Database temporarily down after multiple pgbench transactions

I am using (PostgreSQL) 9.2.1 and checking the database with pgbench.

pgbench -h 192.168.39.38 -p 5433 -t 1000 -c 40 -j 8 -C -U admin testdb 

When I use the -C option (establish a new connection for each transaction), transactions are always lost after transaction 16381.

 Connection to database "testdb" failed could not connect to server: Can't assign requested address Is the server running on host "192.168.39.38" and accepting TCP/IP connections on port 5433? Client 19 aborted in establishing connection. Connection to database "testdb" failed could not connect to server: Can't assign requested address Is the server running on host "192.168.39.38" and accepting TCP/IP connections on port 5433? Client 19 aborted in establishing connection. .... transaction type: TPC-B (sort of) scaling factor: 30 query mode: simple number of clients: 40 number of threads: 8 number of transactions per client: 1000 number of transactions actually processed: 16381/40000 tps = 1665.221801 (including connections establishing) tps = 9487.779510 (excluding connections establishing) 
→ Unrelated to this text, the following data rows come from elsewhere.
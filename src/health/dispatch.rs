//! Concurrent probe dispatch (fan-out/fan-in).
//!
//! # Responsibilities
//! - Launch one probe per target concurrently
//! - Collect exactly one result per target through a single channel
//! - Return only once every target has a result
//!
//! # Design Decisions
//! - Each task only ever sends its own target's result, so probes are isolated
//! - An optional per-target timeout turns a hung probe into `DOWN`
//! - A panicking probe yields `DOWN` for its own target only

use std::collections::{HashMap, HashSet};
use std::future::Future;
use std::sync::Arc;
use std::time::Duration;
use tokio::sync::mpsc;
use tokio::task::JoinSet;
use tokio::time;

use crate::health::status::HealthStatus;
use crate::observability::metrics;

/// Probe every target concurrently and map each target to its status.
///
/// The key set of the returned map always equals the (deduplicated) target set,
/// regardless of how long individual probes take or whether they fail.
pub async fn check_all<F, Fut, I>(
    probe: F,
    targets: I,
    timeout: Option<Duration>,
) -> HashMap<String, HealthStatus>
where
    F: Fn(String) -> Fut + Send + Sync + 'static,
    Fut: Future<Output = HealthStatus> + Send + 'static,
    I: IntoIterator<Item = String>,
{
    let mut seen = HashSet::new();
    let targets: Vec<String> = targets
        .into_iter()
        .filter(|t| seen.insert(t.clone()))
        .collect();

    let probe = Arc::new(probe);
    let (tx, mut rx) = mpsc::channel::<(String, HealthStatus)>(targets.len().max(1));
    let mut tasks = JoinSet::new();

    for target in &targets {
        let probe = Arc::clone(&probe);
        let tx = tx.clone();
        let target = target.clone();

        tasks.spawn(async move {
            let check = probe(target.clone());
            let status = match timeout {
                Some(limit) => match time::timeout(limit, check).await {
                    Ok(status) => status,
                    Err(_) => {
                        tracing::warn!(target = %target, timeout = ?limit, "Probe timed out");
                        metrics::record_probe("timeout");
                        HealthStatus::down_now()
                    }
                },
                None => check.await,
            };
            // Capacity equals the target count, so this never waits.
            let _ = tx.send((target, status)).await;
        });
    }
    drop(tx);

    let mut results = HashMap::with_capacity(targets.len());
    while let Some((target, status)) = rx.recv().await {
        results.insert(target, status);
    }

    while let Some(joined) = tasks.join_next().await {
        if let Err(e) = joined {
            tracing::error!(error = %e, "Probe task failed");
        }
    }

    for target in targets {
        results.entry(target).or_insert_with_key(|target| {
            tracing::warn!(target = %target, "Probe produced no result, marking DOWN");
            metrics::record_probe("panic");
            HealthStatus::down_now()
        });
    }

    results
}
//! Configuration validation.
//!
//! # Responsibilities
//! - Semantic validation (serde handles syntactic)
//! - Validate addresses, URLs, zones and value ranges
//!
//! # Design Decisions
//! - Returns all validation errors, not just first
//! - Collector and agent sections are validated separately; each binary only
//!   checks the part it uses

use std::net::SocketAddr;

use url::Url;

use crate::config::schema::{AgentConfig, MondConfig};
use crate::parser::parse_zone;

/// One failed semantic check.
#[derive(Debug, Clone, PartialEq, Eq)]
pub struct ValidationError {
    pub field: &'static str,
    pub message: String,
}

impl ValidationError {
    fn new(field: &'static str, message: impl Into<String>) -> Self {
        Self {
            field,
            message: message.into(),
        }
    }
}

impl std::fmt::Display for ValidationError {
    fn fmt(&self, f: &mut std::fmt::Formatter<'_>) -> std::fmt::Result {
        write!(f, "{}: {}", self.field, self.message)
    }
}

impl std::error::Error for ValidationError {}

/// Validate the collector-side configuration.
pub fn validate_config(config: &MondConfig) -> Result<(), Vec<ValidationError>> {
    let mut errors = Vec::new();

    if config.listener.bind_address.parse::<SocketAddr>().is_err() {
        errors.push(ValidationError::new(
            "listener.bind_address",
            format!("'{}' is not a socket address", config.listener.bind_address),
        ));
    }
    if config.listener.max_body_size == 0 {
        errors.push(ValidationError::new("listener.max_body_size", "must be greater than 0"));
    }
    if config.store.path.trim().is_empty() {
        errors.push(ValidationError::new("store.path", "must not be empty"));
    }
    match (&config.auth.username, &config.auth.password) {
        (Some(_), None) | (None, Some(_)) => {
            errors.push(ValidationError::new("auth", "username and password must be set together"));
        }
        (Some(user), Some(_)) if user.contains(':') => {
            errors.push(ValidationError::new("auth.username", "must not contain ':'"));
        }
        _ => {}
    }
    if let Some(zone) = &config.parser.time_zone {
        if let Err(e) = parse_zone(zone) {
            errors.push(ValidationError::new("parser.time_zone", e));
        }
    }
    if config.timeouts.request_secs == 0 {
        errors.push(ValidationError::new("timeouts.request_secs", "must be greater than 0"));
    }
    if config.observability.metrics_enabled
        && config.observability.metrics_address.parse::<SocketAddr>().is_err()
    {
        errors.push(ValidationError::new(
            "observability.metrics_address",
            format!("'{}' is not a socket address", config.observability.metrics_address),
        ));
    }

    if errors.is_empty() {
        Ok(())
    } else {
        Err(errors)
    }
}

/// Validate the agent section.
pub fn validate_agent_config(agent: &AgentConfig) -> Result<(), Vec<ValidationError>> {
    let mut errors = Vec::new();

    if let Err(e) = Url::parse(&agent.report_url) {
        errors.push(ValidationError::new(
            "agent.report_url",
            format!("'{}' is not a URL: {}", agent.report_url, e),
        ));
    }
    if agent.app_name.trim().is_empty() || agent.app_name.contains('/') {
        errors.push(ValidationError::new("agent.app_name", "must be a non-empty path segment"));
    }
    if agent.targets.is_empty() {
        errors.push(ValidationError::new("agent.targets", "at least one target is required"));
    }
    for target in &agent.targets {
        if let Err(e) = Url::parse(target) {
            errors.push(ValidationError::new(
                "agent.targets",
                format!("'{}' is not a URL: {}", target, e),
            ));
        }
    }
    if agent.interval_secs == 0 {
        errors.push(ValidationError::new("agent.interval_secs", "must be greater than 0"));
    }

    if errors.is_empty() {
        Ok(())
    } else {
        Err(errors)
    }
}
And the number of processed transactions is always 16381 in each test. However, pgbench can be successful, and all transactions are processed in circumstances in which

-C not used

or

transaction amount less than 16381

After deleting these transactions, the database may continue to accept the connection in a few seconds. I wonder if I missed some PostgreSQL configuration.

thanks


Change I found that the client is blocked for connection for several seconds, but the rest can still access the database. Does this mean that the same client cannot send too many transactions in a short time?

+7
source share
4 answers

I found the reason he lost connections after about 16,000 transactions. TCP wait_time takes the blame for this error. The following command will show the status of TCP connections:

 $ netstat -n | awk '/^tcp/ {++S[$NF]} END {for(a in S) print a, S[a]}' 

However, it does not show TIME_WAIT on MAC OS X. Therefore, I skipped it. After I configure TCP wait_time with the following command, pgbench works correctly.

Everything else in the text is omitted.